Before this starts to sound like an advert for dictatorship and the loss of basic human rights, I should say that, as a woman, I am completely in support of and have even enjoyed the benefits of freedom of speech, equal rights and social justice. I believe that everyone has a right to express their opinion considerately and for it to be respected. The opinions of children, employees and citizens are not worth less than those of their parents, employers or national leaders.

I am just amazed at how negative attitudes to authority can be at times. The mere mention of authority can make people feel uncomfortable, and sometimes even provokes a desire to rebel. The idea of order and hierarchy quickly meets with opposition or reluctant conformity. We all know organisations where order and hierarchy are extremely important to their functioning, and I am not suggesting that we all live like army recruits. My aim is to just to find the balance, if possible.

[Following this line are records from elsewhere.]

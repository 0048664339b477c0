/// Paint layer within a drop group.
///
/// Declaration order is paint order: lower layers are drawn first.
#[derive(Debug, Copy, Clone, Eq, PartialEq, Ord, PartialOrd, Hash)]
pub enum Layer {
    Shadow,
    Body,
    Highlight,
}

impl Layer {
    pub const fn as_str(self) -> &'static str {
        match self {
            Layer::Shadow => "shadow",
            Layer::Body => "body",
            Layer::Highlight => "highlight",
        }
    }
}
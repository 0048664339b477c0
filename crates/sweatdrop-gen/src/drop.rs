use sweatdrop_engine::Point;
use sweatdrop_engine::paint::GradientDef;
use sweatdrop_engine::scene::{DrawList, Layer};
use sweatdrop_engine::shape::Shape;

use crate::{GenerateError, GenerationOptions};

/// One generated drop: shadow, body and highlight plus the gradients they use.
#[derive(Debug, Clone, PartialEq)]
pub struct SweatDrop {
    /// 0-based position in the run.
    pub index: usize,
    /// Group label, `Drop_N` or `Teardrop_N` (1-based).
    pub label: String,
    pub center: Point,
    /// Resolved size after jitter.
    pub size: f64,
    /// Resolved rotation in degrees; `None` for the ellipse variant.
    pub rotation: Option<f64>,
    pub shadow: Shape,
    pub body: Shape,
    pub highlight: Shape,
    /// Shadow gradient first, body gradient second.
    pub gradients: Vec<GradientDef>,
}

impl SweatDrop {
    /// Shapes in paint order.
    pub fn shapes(&self) -> [(Layer, &Shape); 3] {
        [
            (Layer::Shadow, &self.shadow),
            (Layer::Body, &self.body),
            (Layer::Highlight, &self.highlight),
        ]
    }

    /// The definition the shape on `layer` fills with, if it uses a gradient.
    pub fn gradient_for(&self, layer: Layer) -> Option<&GradientDef> {
        let (_, shape) = self.shapes().into_iter().find(|(l, _)| *l == layer)?;
        let id = shape.fill.gradient_id()?;
        self.gradients.iter().find(|g| g.id() == id)
    }

    /// Appends this drop as one group. Returns the group index.
    pub fn push_into(&self, list: &mut DrawList) -> Result<u32, GenerateError> {
        let shapes = self.shapes().map(|(layer, shape)| (layer, shape.clone()));
        Ok(list.push_group(self.label.clone(), shapes, self.gradients.iter().cloned())?)
    }
}

/// Builds the draw list for one run: an outer group labelled after the variant
/// holding one group per drop.
pub fn assemble(
    options: &GenerationOptions,
    drops: &[SweatDrop],
) -> Result<DrawList, GenerateError> {
    let mut list = DrawList::new(options.variant.group_label());
    for drop in drops {
        drop.push_into(&mut list)?;
    }
    log::debug!(
        "assembled `{}`: {} groups, {} gradients",
        list.label(),
        list.groups().len(),
        list.gradients().len()
    );
    Ok(list)
}
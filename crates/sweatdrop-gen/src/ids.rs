use sweatdrop_engine::paint::GradientId;

/// Gradient ids owned by one drop.
#[derive(Debug, Clone, PartialEq, Eq)]
pub struct DropGradientIds {
    pub shadow: GradientId,
    pub body: GradientId,
}

/// Per-run monotonic gradient id allocator.
///
/// Ids look like `shadowGradient_1` / `dropGradient_1`, or
/// `{namespace}-shadowGradient_1` when a namespace is set. Two runs writing
/// into one document need distinct namespaces.
#[derive(Debug, Clone, Default)]
pub struct GradientIds {
    namespace: Option<String>,
    next: u64,
}

impl GradientIds {
    pub fn new(namespace: Option<&str>) -> Self {
        Self { namespace: namespace.map(str::to_owned), next: 1 }
    }

    /// Allocates the shadow and body ids for the next drop.
    pub fn next_pair(&mut self) -> DropGradientIds {
        let n = self.next;
        self.next += 1;
        DropGradientIds {
            shadow: self.make("shadowGradient", n),
            body: self.make("dropGradient", n),
        }
    }

    fn make(&self, kind: &str, n: u64) -> GradientId {
        match &self.namespace {
            Some(ns) => GradientId::new(format!("{ns}-{kind}_{n}")),
            None => GradientId::new(format!("{kind}_{n}")),
        }
    }
}

#[cfg(test)]
mod tests {
    use std::collections::HashSet;

    use super::*;

    #[test]
    fn ids_are_sequential_from_one() {
        let mut ids = GradientIds::new(None);
        let a = ids.next_pair();
        let b = ids.next_pair();
        assert_eq!(a.shadow.as_str(), "shadowGradient_1");
        assert_eq!(a.body.as_str(), "dropGradient_1");
        assert_eq!(b.shadow.as_str(), "shadowGradient_2");
    }

    #[test]
    fn namespace_prefixes_ids() {
        let mut ids = GradientIds::new(Some("left"));
        assert_eq!(ids.next_pair().body.as_str(), "left-dropGradient_1");
    }

    #[test]
    fn ids_never_repeat_within_a_run() {
        let mut ids = GradientIds::new(None);
        let mut seen = HashSet::new();
        // Far beyond the 1000..=9999 range a random suffix would draw from.
        for _ in 0..20_000 {
            let pair = ids.next_pair();
            assert!(seen.insert(pair.shadow));
            assert!(seen.insert(pair.body));
        }
    }
}
//! Typed generation options.
//!
//! Every recognized option is a field here; [`GenerationOptions::validate`]
//! checks them all once before any sampling happens.

use sweatdrop_engine::paint::BlendMode;

use crate::GenerateError;

/// Upper bound on `drop_count` accepted by [`GenerationOptions::validate`].
pub const MAX_DROP_COUNT: usize = 1_000_000;

/// Which outline the drops use.
#[derive(Debug, Copy, Clone, PartialEq)]
pub enum DropVariant {
    /// Shadow, body and highlight are ellipses.
    Ellipse,
    /// Shadow, body and highlight are teardrop paths, each rotated by a
    /// per-drop angle drawn from `[-rotation_variation, rotation_variation]`.
    Teardrop {
        /// Height-to-size ratio of the outline.
        teardrop_ratio: f64,
        /// Rotation jitter bound in degrees.
        rotation_variation: f64,
    },
}

impl DropVariant {
    pub const DEFAULT_TEARDROP: DropVariant =
        DropVariant::Teardrop { teardrop_ratio: 1.5, rotation_variation: 30.0 };

    /// Label of the outer group holding a run's drops.
    pub const fn group_label(self) -> &'static str {
        match self {
            DropVariant::Ellipse => "Sweat Drops",
            DropVariant::Teardrop { .. } => "Teardrop Sweat Drops",
        }
    }

    /// Per-drop group label, `index` is 0-based.
    pub fn drop_label(self, index: usize) -> String {
        match self {
            DropVariant::Ellipse => format!("Drop_{}", index + 1),
            DropVariant::Teardrop { .. } => format!("Teardrop_{}", index + 1),
        }
    }
}

/// Immutable configuration for one generation run.
///
/// Construct with [`GenerationOptions::ellipse`] or
/// [`GenerationOptions::teardrop`] and adjust with the `with_*` setters.
#[derive(Debug, Clone, PartialEq)]
pub struct GenerationOptions {
    pub drop_count: usize,
    /// Base size before jitter.
    pub drop_size: f64,
    /// Size jitter fraction in `[0, 1)`.
    pub size_variation: f64,

    /// Degrees.
    pub shadow_angle: f64,
    pub shadow_distance: f64,
    pub shadow_opacity: f64,

    /// Degrees.
    pub highlight_angle: f64,
    /// Fraction of the drop size.
    pub highlight_size: f64,
    pub highlight_opacity: f64,

    pub area_width: f64,
    pub area_height: f64,

    pub blend_mode: BlendMode,
    pub variant: DropVariant,

    /// Prefix for gradient ids; set distinct values when several runs share a document.
    pub id_namespace: Option<String>,
}

impl Default for GenerationOptions {
    fn default() -> Self {
        Self::ellipse()
    }
}

impl GenerationOptions {
    /// Defaults of the ellipse ("sweat drop") variant.
    pub fn ellipse() -> Self {
        Self {
            drop_count: 5,
            drop_size: 20.0,
            size_variation: 0.3,
            shadow_angle: 45.0,
            shadow_distance: 3.0,
            shadow_opacity: 0.515,
            highlight_angle: 135.0,
            highlight_size: 0.3,
            highlight_opacity: 0.963,
            area_width: 200.0,
            area_height: 200.0,
            blend_mode: BlendMode::Normal,
            variant: DropVariant::Ellipse,
            id_namespace: None,
        }
    }

    /// Defaults of the teardrop variant.
    pub fn teardrop() -> Self {
        Self {
            shadow_opacity: 0.2,
            highlight_opacity: 1.0,
            blend_mode: BlendMode::HardLight,
            variant: DropVariant::DEFAULT_TEARDROP,
            ..Self::ellipse()
        }
    }

    // ── builder ───────────────────────────────────────────────────────────

    pub fn with_drop_count(mut self, count: usize) -> Self {
        self.drop_count = count;
        self
    }

    pub fn with_drop_size(mut self, size: f64) -> Self {
        self.drop_size = size;
        self
    }

    pub fn with_size_variation(mut self, variation: f64) -> Self {
        self.size_variation = variation;
        self
    }

    pub fn with_shadow(mut self, angle: f64, distance: f64, opacity: f64) -> Self {
        self.shadow_angle = angle;
        self.shadow_distance = distance;
        self.shadow_opacity = opacity;
        self
    }

    pub fn with_highlight(mut self, angle: f64, size: f64, opacity: f64) -> Self {
        self.highlight_angle = angle;
        self.highlight_size = size;
        self.highlight_opacity = opacity;
        self
    }

    pub fn with_area(mut self, width: f64, height: f64) -> Self {
        self.area_width = width;
        self.area_height = height;
        self
    }

    pub fn with_blend_mode(mut self, mode: BlendMode) -> Self {
        self.blend_mode = mode;
        self
    }

    /// Sets the blend mode from its CSS keyword.
    pub fn with_blend_mode_name(self, name: &str) -> Result<Self, GenerateError> {
        Ok(self.with_blend_mode(name.parse()?))
    }

    pub fn with_variant(mut self, variant: DropVariant) -> Self {
        self.variant = variant;
        self
    }

    pub fn with_id_namespace(mut self, namespace: impl Into<String>) -> Self {
        self.id_namespace = Some(namespace.into());
        self
    }

    // ── validation ────────────────────────────────────────────────────────

    /// Checks every option; the first violation wins.
    pub fn validate(&self) -> Result<(), GenerateError> {
        if self.drop_count > MAX_DROP_COUNT {
            return Err(GenerateError::invalid(
                "drop_count",
                format!("{} exceeds the maximum of {MAX_DROP_COUNT}", self.drop_count),
            ));
        }

        positive("drop_size", self.drop_size)?;
        half_open_unit("size_variation", self.size_variation)?;

        finite("shadow_angle", self.shadow_angle)?;
        finite("shadow_distance", self.shadow_distance)?;
        unit("shadow_opacity", self.shadow_opacity)?;

        finite("highlight_angle", self.highlight_angle)?;
        non_negative("highlight_size", self.highlight_size)?;
        unit("highlight_opacity", self.highlight_opacity)?;

        non_negative("area_width", self.area_width)?;
        non_negative("area_height", self.area_height)?;

        if let DropVariant::Teardrop { teardrop_ratio, rotation_variation } = self.variant {
            positive("teardrop_ratio", teardrop_ratio)?;
            non_negative("rotation_variation", rotation_variation)?;
        }

        if let Some(ns) = &self.id_namespace {
            if ns.is_empty() || ns.chars().any(|c| c.is_whitespace() || c == '#') {
                return Err(GenerateError::invalid(
                    "id_namespace",
                    format!("`{ns}` must be non-empty without whitespace or `#`"),
                ));
            }
        }

        Ok(())
    }
}

fn finite(name: &'static str, v: f64) -> Result<(), GenerateError> {
    if v.is_finite() {
        Ok(())
    } else {
        Err(GenerateError::invalid(name, format!("{v} is not finite")))
    }
}

fn positive(name: &'static str, v: f64) -> Result<(), GenerateError> {
    finite(name, v)?;
    if v > 0.0 {
        Ok(())
    } else {
        Err(GenerateError::invalid(name, format!("{v} must be > 0")))
    }
}

fn non_negative(name: &'static str, v: f64) -> Result<(), GenerateError> {
    finite(name, v)?;
    if v >= 0.0 {
        Ok(())
    } else {
        Err(GenerateError::invalid(name, format!("{v} must be >= 0")))
    }
}

fn unit(name: &'static str, v: f64) -> Result<(), GenerateError> {
    finite(name, v)?;
    if (0.0..=1.0).contains(&v) {
        Ok(())
    } else {
        Err(GenerateError::invalid(name, format!("{v} must be in [0, 1]")))
    }
}

fn half_open_unit(name: &'static str, v: f64) -> Result<(), GenerateError> {
    finite(name, v)?;
    if (0.0..1.0).contains(&v) {
        Ok(())
    } else {
        Err(GenerateError::invalid(name, format!("{v} must be in [0, 1)")))
    }
}

#[cfg(test)]
mod tests {
    use super::*;
    use sweatdrop_engine::EngineError;

    fn rejected(options: GenerationOptions) -> &'static str {
        match options.validate() {
            Err(GenerateError::InvalidParameter { name, .. }) => name,
            other => panic!("expected InvalidParameter, got {other:?}"),
        }
    }

    #[test]
    fn defaults_are_valid() {
        GenerationOptions::ellipse().validate().unwrap();
        GenerationOptions::teardrop().validate().unwrap();
    }

    #[test]
    fn teardrop_defaults_differ_where_expected() {
        let t = GenerationOptions::teardrop();
        assert_eq!(t.shadow_opacity, 0.2);
        assert_eq!(t.highlight_opacity, 1.0);
        assert_eq!(t.blend_mode, BlendMode::HardLight);
        assert_eq!(t.drop_size, 20.0);
        assert_eq!(
            t.variant,
            DropVariant::Teardrop { teardrop_ratio: 1.5, rotation_variation: 30.0 }
        );
    }

    #[test]
    fn zero_count_and_zero_area_are_valid() {
        GenerationOptions::ellipse().with_drop_count(0).with_area(0.0, 0.0).validate().unwrap();
    }

    #[test]
    fn drop_count_is_bounded() {
        GenerationOptions::ellipse().with_drop_count(MAX_DROP_COUNT).validate().unwrap();
        assert_eq!(
            rejected(GenerationOptions::ellipse().with_drop_count(MAX_DROP_COUNT + 1)),
            "drop_count"
        );
        let huge = GenerationOptions::ellipse().with_drop_count(usize::MAX);
        assert_eq!(rejected(huge), "drop_count");
    }

    #[test]
    fn size_checks() {
        assert_eq!(rejected(GenerationOptions::ellipse().with_drop_size(0.0)), "drop_size");
        assert_eq!(rejected(GenerationOptions::ellipse().with_drop_size(f64::NAN)), "drop_size");
        let o = GenerationOptions::ellipse;
        assert_eq!(rejected(o().with_size_variation(1.0)), "size_variation");
        assert_eq!(rejected(o().with_size_variation(-0.1)), "size_variation");
    }

    #[test]
    fn opacity_checks() {
        assert_eq!(
            rejected(GenerationOptions::ellipse().with_shadow(45.0, 3.0, 1.2)),
            "shadow_opacity"
        );
        assert_eq!(
            rejected(GenerationOptions::ellipse().with_highlight(135.0, 0.3, -0.01)),
            "highlight_opacity"
        );
    }

    #[test]
    fn angle_and_area_checks() {
        assert_eq!(
            rejected(GenerationOptions::ellipse().with_shadow(f64::INFINITY, 3.0, 0.5)),
            "shadow_angle"
        );
        assert_eq!(rejected(GenerationOptions::ellipse().with_area(-1.0, 10.0)), "area_width");
        assert_eq!(rejected(GenerationOptions::ellipse().with_area(10.0, f64::NAN)), "area_height");
    }

    #[test]
    fn teardrop_checks() {
        let bad_ratio = GenerationOptions::teardrop()
            .with_variant(DropVariant::Teardrop { teardrop_ratio: 0.0, rotation_variation: 30.0 });
        assert_eq!(rejected(bad_ratio), "teardrop_ratio");

        let bad_rotation = GenerationOptions::teardrop()
            .with_variant(DropVariant::Teardrop { teardrop_ratio: 1.5, rotation_variation: -5.0 });
        assert_eq!(rejected(bad_rotation), "rotation_variation");
    }

    #[test]
    fn namespace_checks() {
        GenerationOptions::ellipse().with_id_namespace("run-2").validate().unwrap();
        assert_eq!(rejected(GenerationOptions::ellipse().with_id_namespace("")), "id_namespace");
        assert_eq!(rejected(GenerationOptions::ellipse().with_id_namespace("a b")), "id_namespace");
    }

    #[test]
    fn blend_mode_by_name() {
        let o = GenerationOptions::ellipse().with_blend_mode_name("multiply").unwrap();
        assert_eq!(o.blend_mode, BlendMode::Multiply);

        let err = GenerationOptions::ellipse().with_blend_mode_name("glow").unwrap_err();
        assert_eq!(err, GenerateError::Engine(EngineError::UnknownBlendMode("glow".into())));
    }

    #[test]
    fn labels() {
        assert_eq!(DropVariant::Ellipse.drop_label(0), "Drop_1");
        assert_eq!(DropVariant::DEFAULT_TEARDROP.drop_label(4), "Teardrop_5");
        assert_eq!(DropVariant::DEFAULT_TEARDROP.group_label(), "Teardrop Sweat Drops");
    }
}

If you believe in creation, you will know that God created the sky before creating the birds. He also created the sea before creating fish. Man was then given authority over the animals. That way, there was order and a home for every creature made. These days, we want to have children before we have a stable home for them to come into. We want to have wealth and status before gaining wisdom and experience. We want to answer to no one, and still have someone to blame if things go wrong!

One of the few places I know where order works well is in a good hospital, where different professionals (doctors, nurses, pharmacists etc) have responsibility for different aspects of patient care. Hospital staff often insist on only working within their own area of competence to avoid taking responsibility ‘beyond their pay grade’ or risk losing their license to practise. The routines, hierarchy and hospital management systems exist to help ensure that patients get the right treatment promptly and safely. I wonder if things would work better in our homes if everyone knew and valued their different roles, so that parents are not avoiding responsibility and constantly trying to become best friends with their small children, wives are not trying to steer the ship independently and men are not trying to be 'looked after' by their wife-turned-mother.

There are sadly several examples of situations where people have trusted authority which was later abused, but those incidences do not make authority a bad thing in itself. There is peace and stability in order, especially where people in authority are accountable, systems are reviewed regularly to ensure that they are still contributing to the well-being of everyone involved, and people are willing to change, if necessary, for the greater good. Children actually thrive better with boundaries and routine. In the words of Jesus Christ, "the greatest must be the servant of all". If we truly understand how much service and responsibility authority really entails, we will not crave it so much for ourselves, but rather, appreciate our leaders more. I am sure that most people give way to emergency vehicles, pay taxes, respect traffic rules, respect their bosses etc, but it is our attitude towards authority, law and order that really matters. Just a thought!